Single by ASAP Ferg featuring Future

from the album Always Strive and Prosper
- Released: December 18, 2015
- Recorded: 2015
- Genre: Hip hop; trap;
- Length: 4:27
- Label: A$AP Worldwide; Polo Grounds; RCA;
- Songwriters: Darold Ferguson; Nayvadius Wilburn; Carlton Mays, Jr.;
- Producer: Honorable C.N.O.T.E.

ASAP Ferg singles chronology
| "B Boy" (2015) | "New Level" (2015) | "Back Hurt" (2016) |

Future singles chronology
| "Jumpman" (2015) | "New Level" (2015) | "Stick Talk" (2016) |

= New Level =

"New Level" is a song by American rapper ASAP Ferg featuring fellow American rapper Future. It was released on December 18, 2015, as the lead single from the former's second studio album Always Strive and Prosper (2016). Produced by Honorable C.N.O.T.E., the song peaked at number 90 on the Billboard Hot 100, becoming his third highest-charting single. The official remix was released on October 20, 2016 with additional verses from ASAP Rocky and Lil Uzi Vert.

==Release==
The song premiered online on December 17, 2015, and the next day it was released as a single on iTunes. "New Level" was the first single off Always Strive and Prosper, which was released on April 22, 2016.

==Music video==
A music video for the song premiered on January 19, 2016 via Noisey.
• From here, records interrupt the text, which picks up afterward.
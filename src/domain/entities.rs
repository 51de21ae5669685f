//! Domain Entities - Core business objects
//!
//! These entities represent the sites of the deployment and the services
//! they announce. They have no I/O and contain only business logic.

use crate::domain::services::geo::distance_km;
use crate::domain::value_objects::Point;
use serde::{Deserialize, Serialize};
use std::collections::HashSet;
use std::net::IpAddr;

/// A deployment site able to serve traffic.
///
/// Equality is by address and location together: the same address
/// announced from a different place is a different site.
#[derive(Debug, Clone, Copy, PartialEq, Eq, Hash, Serialize, Deserialize)]
pub struct EdgeSite {
    /// Public address answered to clients
    #[serde(rename = "ip")]
    pub address: IpAddr,
    /// Where the site is
    #[serde(rename = "coords")]
    pub location: Point,
}

impl EdgeSite {
    pub fn new(address: IpAddr, location: Point) -> Self {
        Self { address, location }
    }

    /// Distance from this site to `point`, in kilometers.
    pub fn distance_to(&self, point: &Point) -> f64 {
        distance_km(&self.location, point)
    }
}

impl std::fmt::Display for EdgeSite {
    fn fmt(&self, f: &mut std::fmt::Formatter<'_>) -> std::fmt::Result {
        write!(f, "{}@{}", self.address, self.location)
    }
}

/// The set of sites running one service.
///
/// Uniqueness is by value. The set carries no ordering, so which of
/// several equidistant sites [`EdgeSiteSet::closest_to`] picks is
/// unspecified.
#[derive(Debug, Clone, Default, PartialEq, Eq, Serialize, Deserialize)]
#[serde(transparent)]
pub struct EdgeSiteSet {
    sites: HashSet<EdgeSite>,
}

impl EdgeSiteSet {
    pub fn new() -> Self {
        Self::default()
    }

    /// Add a site; returns false if it was already present.
    pub fn add(&mut self, site: EdgeSite) -> bool {
        self.sites.insert(site)
    }

    /// Remove a site; returns true if it was present.
    pub fn remove(&mut self, site: &EdgeSite) -> bool {
        self.sites.remove(site)
    }

    pub fn contains(&self, site: &EdgeSite) -> bool {
        self.sites.contains(site)
    }

    pub fn len(&self) -> usize {
        self.sites.len()
    }

    pub fn is_empty(&self) -> bool {
        self.sites.is_empty()
    }

    pub fn iter(&self) -> impl Iterator<Item = &EdgeSite> {
        self.sites.iter()
    }

    /// The member closest to `reference`, or `None` for an empty set.
    pub fn closest_to(&self, reference: &Point) -> Option<&EdgeSite> {
        closest_site(self.sites.iter(), reference)
    }

    /// Members as a plain list (order unspecified).
    pub fn to_vec(&self) -> Vec<EdgeSite> {
        self.sites.iter().copied().collect()
    }
}

impl FromIterator<EdgeSite> for EdgeSiteSet {
    fn from_iter<I: IntoIterator<Item = EdgeSite>>(iter: I) -> Self {
        Self {
            sites: iter.into_iter().collect(),
        }
    }
}

impl<'a> IntoIterator for &'a EdgeSiteSet {
    type Item = &'a EdgeSite;
    type IntoIter = std::collections::hash_set::Iter<'a, EdgeSite>;

    fn into_iter(self) -> Self::IntoIter {
        self.sites.iter()
    }
}

/// Pick the site with the smallest great-circle distance to `reference`.
///
/// The first site seen among equal minima wins.
pub fn closest_site<'a, I>(sites: I, reference: &Point) -> Option<&'a EdgeSite>
where
    I: IntoIterator<Item = &'a EdgeSite>,
{
    let mut best: Option<(&EdgeSite, f64)> = None;

    for site in sites {
        let dist = site.distance_to(reference);
        match best {
            Some((_, best_dist)) if dist >= best_dist => {}
            _ => best = Some((site, dist)),
        }
    }

    best.map(|(site, _)| site)
}

/// A full declaration from one site of every service it currently runs.
///
/// Sites send this periodically to their upstreams; applying it replaces
/// whatever the origin declared before.
#[derive(Debug, Clone, PartialEq, Serialize, Deserialize)]
pub struct ServiceTableUpdate {
    #[serde(rename = "meta")]
    pub origin: EdgeSite,
    #[serde(default)]
    pub services: Vec<String>,
}

impl ServiceTableUpdate {
    pub fn new(origin: EdgeSite, services: Vec<String>) -> Self {
        Self { origin, services }
    }
}
//! Proxy Pool
//!
//! The configured upstreams, the policy that orders them for each query
//! and the periodic health check that brings down upstreams back.

use crate::domain::services::{SelectionPolicy, Selector};
use crate::infrastructure::connection_pool::TransportConfig;
use crate::infrastructure::metrics::RouterMetrics;
use crate::infrastructure::proxy::Proxy;
use std::net::SocketAddr;
use std::sync::Arc;
use std::time::Duration;
use tokio::sync::broadcast;

/// Proxy pool configuration.
#[derive(Debug, Clone)]
pub struct ProxyPoolConfig {
    /// Consecutive failures before an upstream counts as down (0 = never)
    pub max_fails: u32,
    /// How often down upstreams are checked
    pub health_check_interval: Duration,
    /// Bound on waiting for one upstream reply
    pub read_timeout: Duration,
    pub policy: SelectionPolicy,
    pub transport: TransportConfig,
}

impl Default for ProxyPoolConfig {
    fn default() -> Self {
        Self {
            max_fails: 2,
            health_check_interval: Duration::from_millis(500),
            read_timeout: Duration::from_secs(2),
            policy: SelectionPolicy::Random,
            transport: TransportConfig::default(),
        }
    }
}

/// All upstreams of this site.
pub struct ProxyPool {
    proxies: Vec<Arc<Proxy>>,
    selector: Selector,
    max_fails: u32,
    health_check_interval: Duration,
    metrics: Arc<RouterMetrics>,
}

impl ProxyPool {
    /// Create one proxy per upstream. Needs a Tokio runtime.
    pub fn new(upstreams: &[SocketAddr], config: ProxyPoolConfig, metrics: Arc<RouterMetrics>) -> Self {
        let proxies = upstreams
            .iter()
            .map(|addr| Arc::new(Proxy::new(*addr, config.transport.clone(), config.read_timeout)))
            .collect();

        Self {
            proxies,
            selector: Selector::new(config.policy),
            max_fails: config.max_fails,
            health_check_interval: config.health_check_interval,
            metrics,
        }
    }

    pub fn len(&self) -> usize {
        self.proxies.len()
    }

    pub fn is_empty(&self) -> bool {
        self.proxies.is_empty()
    }

    pub fn max_fails(&self) -> u32 {
        self.max_fails
    }

    pub fn policy(&self) -> SelectionPolicy {
        self.selector.policy()
    }

    pub fn proxies(&self) -> &[Arc<Proxy>] {
        &self.proxies
    }

    /// Upstreams in the order the active policy wants them tried.
    pub fn list(&self) -> Vec<Arc<Proxy>> {
        self.selector.order(&self.proxies)
    }

    pub fn is_down(&self, proxy: &Proxy) -> bool {
        proxy.down(self.max_fails)
    }

    /// Pick any upstream when every one of them is down.
    ///
    /// Counted, since it means health checking is not helping.
    pub fn fallback(&self) -> Option<Arc<Proxy>> {
        let proxy = Selector::pick_random(&self.proxies)?;
        self.metrics.record_broken_healthcheck();
        tracing::warn!(
            "all {} upstreams are down, trying {} anyway",
            self.proxies.len(),
            proxy.addr()
        );
        Some(proxy)
    }

    /// Start a background health check after a failed exchange. Disabled
    /// with `max_fails` 0.
    pub fn report_failure(&self, proxy: &Arc<Proxy>) {
        if self.max_fails == 0 {
            return;
        }
        if proxy.healthcheck(&self.metrics) {
            tracing::debug!("checking upstream {}", proxy.addr());
        }
    }

    /// Check every down upstream once.
    pub async fn check_down(&self) {
        for proxy in self.proxies.iter().filter(|p| self.is_down(p)) {
            if !proxy.check().await.is_success() {
                self.metrics.record_healthcheck_failure();
            }
        }
    }

    /// Check down upstreams every `health_check_interval` until shutdown.
    #[cfg_attr(coverage_nightly, coverage(off))]
    pub fn start_health_checks(self: &Arc<Self>, mut shutdown: broadcast::Receiver<()>) {
        if self.max_fails == 0 || self.proxies.is_empty() {
            return;
        }
        if self.health_check_interval.is_zero() {
            tracing::warn!("health check interval is zero, periodic checks disabled");
            return;
        }
        let pool = Arc::clone(self);
        tokio::spawn(async move {
            let mut interval = tokio::time::interval(pool.health_check_interval);
            loop {
                tokio::select! {
                    _ = interval.tick() => pool.check_down().await,
                    _ = shutdown.recv() => break,
                }
            }
            tracing::debug!("health checks stopped");
        });
    }

    /// Stop every transport, closing pooled connections.
    pub async fn stop(&self) {
        for proxy in &self.proxies {
            proxy.stop().await;
        }
    }
}

impl std::fmt::Debug for ProxyPool {
    fn fmt(&self, f: &mut std::fmt::Formatter<'_>) -> std::fmt::Result {
        f.debug_struct("ProxyPool")
            .field("proxies", &self.proxies)
            .field("policy", &self.selector.policy())
            .field("max_fails", &self.max_fails)
            .finish()
    }
}
//! Piggyback Codec
//!
//! Carries site metadata inside ordinary DNS messages, in the additional
//! section, so it rides along with queries and replies instead of using a
//! side channel:
//!
//! - **Coordinates**: a LOC record at `edge.site.`, always the *last*
//!   additional record.
//! - **Site table**: a TXT record holding JSON, always the *first*
//!   additional record.
//!
//! Positions are fixed rather than searched, so at most one piggyback of
//! each kind travels per message.

pub mod loc;
pub mod table;

pub use loc::{attach_location, decode_location, encode_location, take_location, SITE_RECORD_NAME};
pub use table::{attach_table, decode_table, encode_table, take_table};

use thiserror::Error;

/// Piggyback decode/encode failures.
///
/// Any of these on a reply from another site means the two sites do not
/// speak the same format; the query fails rather than being retried.
#[derive(Debug, Error)]
pub enum PiggybackError {
    #[error("invalid location record: {0}")]
    InvalidLocation(String),
    #[error("reply carries no table record")]
    MissingTable,
    #[error("invalid table record: {0}")]
    InvalidTable(String),
    #[error("table payload is not valid JSON: {0}")]
    Json(#[from] serde_json::Error),
    #[error("wire error: {0}")]
    Proto(#[from] hickory_proto::error::ProtoError),
}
It features cameo appearances by Cleveland Browns wide receiver Josh Gordon, Olympic fencer Daryl Homer, and BMX biker Nigel Sylvester.

==Charts==

===Weekly charts===

| Chart (2015–16) | Peak position |
|---|---|
| US Billboard Hot 100 | 90 |
| US Hot R&B/Hip-Hop Songs (Billboard) | 30 |

===Year-end charts===

| Chart (2016) | Position |
|---|---|
| US Hot R&B/Hip-Hop Songs (Billboard) | 96 |

==Certifications==

| Region | Certification | Certified units/sales |
| Canada (Music Canada) | Platinum | 80,000^{‡} |
| New Zealand (RMNZ) | Gold | 15,000^{‡} |
| United States (RIAA) | 2× Platinum | 2,000,000^{‡} |
^{‡} Sales+streaming figures based on certification alone.